While the present invention involving a paper folding operation can be effectively used in a plurality of different media printing or booklet-making configurations, it will be described for clarity as used in electrostatic marking systems such as electrophotography.
By way of background, in marking systems such as Xerography or other electrostatographic processes, a uniform electrostatic charge is placed upon a photoreceptor belt or drum surface. The charged surface is then exposed to a light image of an original to selectively dissipate the charge to form a latent electrostatic image of the original. The latent image is developed by depositing finely divided and charged particles of toner upon the belt or drum photoreceptor surface. The toner may be in dry powder form or suspended in a liquid carrier. The charged toner, being electrostatically attached to the latent electrostatic image areas, creates a visible replica of the original. The developed image is then usually transferred from the photoreceptor surface to a final support material such as paper and the toner image is fixed thereto to form a permanent record corresponding to the original.
After fusing of the toner image onto the paper substrate, the paper is either moved to a collection tray where it is removed from the marking apparatus, or it may be transferred to a finishing station for further processing. At the finishing station, the copies may be compiled into sets, or may be stapled, or may be directed to a booklet maker where sets are compiled, saddle stapled and folded to make booklets such as Signature Booklets. “Signature Booklets” are made from multiple sheets of paper or similar printable media where up to four images or pages are placed on each sheet [two per side] such that when the sets are compiled, stapled and folded in half, that the images appear in proper page order. The signature booklet may employ an outer cover sheet compiled during the set making process. The cover is often a heavier paper basis weight and or rougher texture than the ordinary pages in the booklet. The basis of embodiments of this invention involve a knife folder structure useful to provide more precise and more reliable folding operations, especially when creating thicker booklets. Some Signature Booklet Makers (SBM) can create from 8 to 200 imaged page signature booklets, requiring 2 to 50 signature sheets per booklet. For example, the following Signature Booklet Maker Finishers, typical of office or light production reprographic equipment are capable of producing Signature Booklets sizes as indicated:
ManufacturerSBM FinisherSheets/SetPages/BookletXeroxMFF, HCSS, HVF1560RicohBK50001560CanonV-22080RicohBK501030120Konica-MinoltaSD-50150200
Therefore, the folder assembly of the present invention must be able to accommodate sets comprising at least 2 and up to 50 signature sheets, and even more for eventual future faster systems. The embodiments of the disclosed invention provide a system which directly measures the thickness of the set to be folded at the folding location and then automatically adjusts the gap between the folding cylinders to reliably accommodate these varied set thickness.

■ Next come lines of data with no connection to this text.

//! SDL2 canvas backend
//!
//! Draws with the SDL2 renderer at a logical size of 800x600, so SDL scales the
//! frame to whatever the window is. Team colored sprites are recolored on the
//! CPU and pushed into streaming textures, one texture per side and frame.

use std::time::Instant;

use log::{debug, info, warn};
use sdl2::VideoSubsystem;
use sdl2::pixels::{Color as SdlColor, PixelFormatEnum};
use sdl2::rect::Rect;
use sdl2::render::{BlendMode, Canvas, Texture, TextureCreator};
use sdl2::surface::Surface;
use sdl2::video::{Window, WindowContext};

use super::{BACKGROUND_IMAGE, BackendKind, BlobSlotToggle, ImageCache, RenderBackend, centered_placement};
use crate::assets::{AssetLoader, DEFAULT_BACKGROUND, ICON_FILE, SpriteSet};
use crate::color::{Color, opacity_to_alpha};
use crate::config::RenderConfig;
use crate::font::{TextFlags, aligned_origin, glyph_indices, glyph_size};
use crate::geometry::{
    PARTICLE_SIZE, SCREEN_HEIGHT, SCREEN_WIDTH, ScreenRect, Vector2, ball_frame, ball_rect,
    ball_shadow_position, ball_shadow_rect, blob_frame, blob_rect, blob_shadow_position, blob_shadow_rect,
    marker_is_dark, marker_rect,
};
use crate::match_state::{MatchSnapshot, PlayerSide};
use crate::tint::{BlobPart, BlobSprites, PixelImage, TintedSprite};

pub const WINDOW_TITLE: &str = "Blobby Volley 2";

const BALL_SHADOW_ALPHA: u8 = 127;
const BALL_MARKER_Y: i32 = 5;
const MOUSE_MARKER_Y: i32 = 590;

/// Background columns under the net, redrawn over shadows so the net stays in front
const ROD_RECT: ScreenRect = ScreenRect::new(400 - 7, 300, 14, 300);

/// Uploads tightly packed RGBA pixels into a texture of the same size
fn upload(texture: &mut Texture, image: &PixelImage) -> Result<(), String> {
    texture
        .update(None, image.as_bytes(), image.pitch())
        .map_err(|e| e.to_string())
}

/// Creates a blended texture holding `image`
///
/// Streaming textures can be refilled later, which the team colored sprites need.
fn create_texture(
    creator: &TextureCreator<WindowContext>,
    image: &PixelImage,
) -> Result<Texture, String> {
    let mut texture = creator
        .create_texture_streaming(PixelFormatEnum::RGBA32, image.width(), image.height())
        .map_err(|e| e.to_string())?;
    upload(&mut texture, image)?;
    texture.set_blend_mode(BlendMode::Blend);
    Ok(texture)
}

fn create_textures(
    creator: &TextureCreator<WindowContext>,
    images: &[PixelImage],
) -> Result<Vec<Texture>, String> {
    images.iter().map(|image| create_texture(creator, image)).collect()
}

/// A streaming texture paired with the neutral pixels it is recolored from
struct TintedTexture {
    sprite: TintedSprite,
    texture: Texture,
}

impl TintedTexture {
    fn new(creator: &TextureCreator<WindowContext>, reference: &PixelImage) -> Result<Self, String> {
        Ok(TintedTexture {
            texture: create_texture(creator, reference)?,
            sprite: TintedSprite::new(reference.clone()),
        })
    }

    /// Recolors the texture if `color` is not already applied
    fn colorize(&mut self, color: Color) -> Result<bool, String> {
        let texture = &mut self.texture;
        let recolored = self.sprite.refresh(color, |tinted| upload(texture, tinted))?;
        if recolored {
            debug!(
                "Recolored sprite to {:?} ({} recolors so far)",
                self.sprite.applied_color(),
                self.sprite.recolor_count()
            );
        }
        Ok(recolored)
    }
}

/// Body and shadow of one blob animation frame for one side
struct BlobFrame {
    sprites: BlobSprites,
    body: Texture,
    shadow: Texture,
}

impl BlobFrame {
    fn new(creator: &TextureCreator<WindowContext>, body: &PixelImage, shadow: &PixelImage) -> Result<Self, String> {
        Ok(BlobFrame {
            sprites: BlobSprites::new(body.clone(), shadow.clone()),
            body: create_texture(creator, body)?,
            shadow: create_texture(creator, shadow)?,
        })
    }

    fn colorize(&mut self, color: Color) -> Result<(), String> {
        let (body, shadow) = (&mut self.body, &mut self.shadow);
        let recolored = self.sprites.refresh(color, |part, tinted| match part {
            BlobPart::Body => upload(body, tinted),
            BlobPart::Shadow => upload(shadow, tinted),
        })?;
        if recolored {
            debug!(
                "Recolored blob frame to {:?} ({} body, {} shadow recolors)",
                color,
                self.sprites.body().recolor_count(),
                self.sprites.shadow().recolor_count()
            );
        }
        Ok(())
    }
}

pub struct SdlBackend {
    canvas: Canvas<Window>,
    texture_creator: TextureCreator<WindowContext>,
    loader: AssetLoader,
    started: Instant,

    background: Option<Texture>,
    ball: Vec<Texture>,
    ball_shadow: Texture,
    font: Vec<Texture>,
    font_highlight: Vec<Texture>,
    /// Indexed by side, then animation frame
    blobs: [Vec<BlobFrame>; 2],
    blood: [TintedTexture; 2],
    images: ImageCache<Texture>,

    blob_colors: [Color; 2],
    show_shadow: bool,
    mouse_marker: f32,
    gui_blob_slots: BlobSlotToggle,
}

impl SdlBackend {
    pub fn new(video: &VideoSubsystem, config: &RenderConfig, loader: &AssetLoader) -> Result<Self, String> {
        sdl2::hint::set("SDL_RENDER_SCALE_QUALITY", "1");

        let mut window_builder = video.window(WINDOW_TITLE, config.width, config.height);
        window_builder.position_centered();
        if config.fullscreen {
            window_builder.fullscreen();
        } else {
            window_builder.resizable();
        }
        let mut window = window_builder.build().map_err(|e| e.to_string())?;
        set_window_icon(&mut window, loader);

        let mut canvas_builder = window.into_canvas().accelerated();
        if config.vsync {
            canvas_builder = canvas_builder.present_vsync();
        }
        let mut canvas = canvas_builder.build().map_err(|e| e.to_string())?;

        // Set logical size so SDL scales the 800x600 frame to the window
        canvas
            .set_logical_size(SCREEN_WIDTH, SCREEN_HEIGHT)
            .map_err(|e| e.to_string())?;

        let texture_creator = canvas.texture_creator();
        let sprites = SpriteSet::load(loader)?;

        let background = match &sprites.background {
            Some(image) => Some(create_texture(&texture_creator, image)?),
            None => None,
        };

        let mut ball_shadow = create_texture(&texture_creator, &sprites.ball_shadow)?;
        ball_shadow.set_alpha_mod(BALL_SHADOW_ALPHA);

        let mut blobs: [Vec<BlobFrame>; 2] = [Vec::new(), Vec::new()];
        for frames in &mut blobs {
            for (body, shadow) in sprites.blobs.iter().zip(&sprites.blob_shadows) {
                frames.push(BlobFrame::new(&texture_creator, body, shadow)?);
            }
        }

        let blood = [
            TintedTexture::new(&texture_creator, &sprites.blood)?,
            TintedTexture::new(&texture_creator, &sprites.blood)?,
        ];

        let mut backend = SdlBackend {
            ball: create_textures(&texture_creator, &sprites.ball)?,
            font: create_textures(&texture_creator, &sprites.font)?,
            font_highlight: create_textures(&texture_creator, &sprites.font_highlight)?,
            ball_shadow,
            background,
            blobs,
            blood,
            images: ImageCache::new(),
            canvas,
            texture_creator,
            loader: loader.clone(),
            started: Instant::now(),
            blob_colors: [config.left_color, config.right_color],
            show_shadow: config.show_shadow,
            mouse_marker: 0.0,
            gui_blob_slots: BlobSlotToggle::new(),
        };

        for side in PlayerSide::BOTH {
            let color = backend.blob_colors[side.index()];
            backend.blood[side.index()].colorize(color)?;
        }
        if config.background != DEFAULT_BACKGROUND {
            backend.set_background(&config.background);
        }

        info!("SDL2 renderer initialized ({}x{})", config.width, config.height);
        Ok(backend)
    }

    fn ticks(&self) -> u64 {
        self.started.elapsed().as_millis() as u64
    }

    /// Makes sure the given side's frame carries the current team color
    fn colorize_blob(&mut self, side: PlayerSide, frame: usize) -> Result<(), String> {
        let color = self.blob_colors[side.index()];
        self.blobs[side.index()][frame].colorize(color)
    }

    fn draw_marker(&mut self, x: f32, y: i32, dark: bool) -> Result<(), String> {
        let color = if dark { SdlColor::BLACK } else { SdlColor::WHITE };
        self.canvas.set_draw_color(color);
        self.canvas.fill_rect(marker_rect(x, y).to_sdl())
    }
}

impl RenderBackend for SdlBackend {
    fn kind(&self) -> BackendKind {
        BackendKind::Sdl
    }

    fn refresh(&mut self) -> Result<(), String> {
        self.canvas.present();
        self.canvas.set_draw_color(SdlColor::BLACK);
        self.canvas.clear();
        self.gui_blob_slots.reset();
        Ok(())
    }

    fn set_background(&mut self, name: &str) -> bool {
        let Some(image) = self.loader.load_background(name) else {
            return false;
        };
        match create_texture(&self.texture_creator, &image) {
            Ok(texture) => {
                self.background = Some(texture);
                debug!("Background set to {}", name);
                true
            }
            Err(e) => {
                warn!("Error loading background {}: {}", name, e);
                false
            }
        }
    }

    fn set_blob_color(&mut self, side: PlayerSide, color: Color) -> Result<(), String> {
        if self.blob_colors[side.index()] == color {
            return Ok(());
        }
        self.blob_colors[side.index()] = color;
        self.blood[side.index()].colorize(color)?;
        Ok(())
    }

    fn show_shadow(&mut self, show: bool) {
        self.show_shadow = show;
    }

    fn set_mouse_marker(&mut self, x: f32) {
        self.mouse_marker = x;
    }

    fn draw_text(&mut self, text: &str, position: Vector2, flags: TextFlags) -> Result<(), String> {
        let size = glyph_size(flags);
        let origin = aligned_origin(text, position, flags);
        let glyphs = if flags.contains(TextFlags::HIGHLIGHT) {
            &self.font_highlight
        } else {
            &self.font
        };

        let mut x = origin.x.round() as i32;
        let y = origin.y.round() as i32;
        for index in glyph_indices(text, flags) {
            if let Some(glyph) = glyphs.get(index) {
                self.canvas.copy(glyph, None, Rect::new(x, y, size, size))?;
            }
            x += size as i32;
        }
        Ok(())
    }

    fn draw_image(&mut self, name: &str, position: Vector2, size: Vector2) -> Result<(), String> {
        if name == BACKGROUND_IMAGE {
            let Some(background) = &self.background else {
                return Ok(());
            };
            let query = background.query();
            let (x, y, w, h) = centered_placement(position, (query.width, query.height), size);
            return self.canvas.copy(background, None, Rect::new(x, y, w, h));
        }

        let loader = &self.loader;
        let creator = &self.texture_creator;
        let Some(texture) = self.images.get_or_load(name, |name| {
            let image = loader.load_keyed(name)?;
            create_texture(creator, &image)
        }) else {
            return Ok(());
        };
        let query = texture.query();
        let (x, y, w, h) = centered_placement(position, (query.width, query.height), size);
        self.canvas.copy(texture, None, Rect::new(x, y, w, h))
    }

    fn draw_overlay(
        &mut self,
        opacity: f32,
        top_left: Vector2,
        bottom_right: Vector2,
        color: Color,
    ) -> Result<(), String> {
        let rect = ScreenRect::spanning(top_left, bottom_right);
        if rect.width == 0 || rect.height == 0 {
            return Ok(());
        }
        self.canvas.set_blend_mode(BlendMode::Blend);
        self.canvas.set_draw_color(color.with_alpha(opacity_to_alpha(opacity)));
        let result = self.canvas.fill_rect(rect.to_sdl());
        self.canvas.set_blend_mode(BlendMode::None);
        result
    }

    fn draw_blob(&mut self, position: Vector2, color: Color) -> Result<(), String> {
        let slot = self.gui_blob_slots.take();
        self.set_blob_color(slot, color)?;
        self.colorize_blob(slot, 0)?;

        let texture = &self.blobs[slot.index()][0].body;
        self.canvas.copy(texture, None, blob_rect(position).to_sdl())
    }

    fn start_draw_particles(&mut self) {}

    fn draw_particle(&mut self, position: Vector2, side: PlayerSide) -> Result<(), String> {
        let rect = ScreenRect::centered(position, PARTICLE_SIZE, PARTICLE_SIZE);
        self.canvas
            .copy(&self.blood[side.index()].texture, None, rect.to_sdl())
    }

    fn end_draw_particles(&mut self) {}

    fn draw_game(&mut self, snapshot: &MatchSnapshot) -> Result<(), String> {
        if let Some(background) = &self.background {
            self.canvas.copy(background, None, None)?;
        }

        let dark = marker_is_dark(self.ticks());
        self.draw_marker(snapshot.ball_position.x, BALL_MARKER_Y, dark)?;
        self.draw_marker(self.mouse_marker, MOUSE_MARKER_Y, dark)?;

        let frames = [
            blob_frame(snapshot.blob_state(PlayerSide::Left)),
            blob_frame(snapshot.blob_state(PlayerSide::Right)),
        ];

        // Recolor before the shadows are drawn, they share the frame's color
        for side in PlayerSide::BOTH {
            self.colorize_blob(side, frames[side.index()])?;
        }

        if self.show_shadow {
            let shadow = ball_shadow_rect(ball_shadow_position(snapshot.ball_position));
            self.canvas.copy(&self.ball_shadow, None, shadow.to_sdl())?;

            for side in PlayerSide::BOTH {
                let rect = blob_shadow_rect(blob_shadow_position(snapshot.blob_position(side)));
                let texture = &self.blobs[side.index()][frames[side.index()]].shadow;
                self.canvas.copy(texture, None, rect.to_sdl())?;
            }
        }

        if let Some(background) = &self.background {
            let rod = ROD_RECT.to_sdl();
            self.canvas.copy(background, rod, rod)?;
        }

        let ball = &self.ball[ball_frame(snapshot.ball_rotation)];
        self.canvas.copy(ball, None, ball_rect(snapshot.ball_position).to_sdl())?;

        for side in PlayerSide::BOTH {
            let rect = blob_rect(snapshot.blob_position(side));
            let texture = &self.blobs[side.index()][frames[side.index()]].body;
            self.canvas.copy(texture, None, rect.to_sdl())?;
        }

        Ok(())
    }
}

/// Sets the window icon, black keyed out; a missing icon is only logged
fn set_window_icon(window: &mut Window, loader: &AssetLoader) {
    let path = loader.resolve(ICON_FILE);
    match Surface::load_bmp(&path) {
        Ok(mut icon) => {
            if let Err(e) = icon.set_color_key(true, SdlColor::BLACK) {
                warn!("Could not key window icon: {}", e);
            }
            window.set_icon(icon);
        }
        Err(e) => warn!("Could not load window icon {}: {}", path.display(), e),
    }
}

#[cfg(test)]
mod tests {
    use super::*;

    #[test]
    fn test_rod_covers_net() {
        assert!(ROD_RECT.contains(Vector2::new(400.0, 450.0)));
        assert!(!ROD_RECT.contains(Vector2::new(400.0, 299.0)));
        assert_eq!(ROD_RECT.x + ROD_RECT.width as i32, 407);
    }
}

In U.S. Pat. No. 4,643,705 by the same inventor and assignee as the presently described invention, an improved knife folder is defined and claimed. The present embodiments involve a further refinement and substantial improvements over this prior art patent. The disclosure of U.S. Pat. No. 4,643,705 is incorporated herein by reference.
Signature Booklet Makers (SBM's) of the prior art accept 4-up signature sheets (2+2 images per signature), compile individual sheets into a set, saddle staple the sheets and then fold the stapled sets to make signature booklets. Optional face trimming shears off the shingled thumb edge and produces a high quality customer-ready finished product. The folding in the prior art of the stapled set is typically accomplished by a knife folder as follows:                A blade is centered over a cylindrical folder nip        The stapled set is staged and centered over the cylindrical nip        The blade is actuated        The blade bends the set        Friction between the cover sheet and the folding cylinders drives the set into the fold nip        The nip acquires the set and folds it along the staple axis.        
One typical prior art failure mode with SMB knife folders is the “sucking” or tearing of the front cover or outer most sheet off of the set. This occurs when the drive forces on the cover sufficiently exceed the drive forces on the balance of the set.
Another prior art failure mode occurs when the set is not acquired symmetrically and the staple axis is mispositioned relative to the “fold line” (i.e. the right/left margins). This increases the level of shingling and shifts image registration relative to the fold line. Both of these failures can be related to the sheet to sheet interfacial forces or stresses (level and uniformity) as the set is acquired by the knife folder cylinder nip.
The market place's growing desire for thicker booklets is only constrained by the machinery's ability to produce quality booklets in a compact, cost effective module.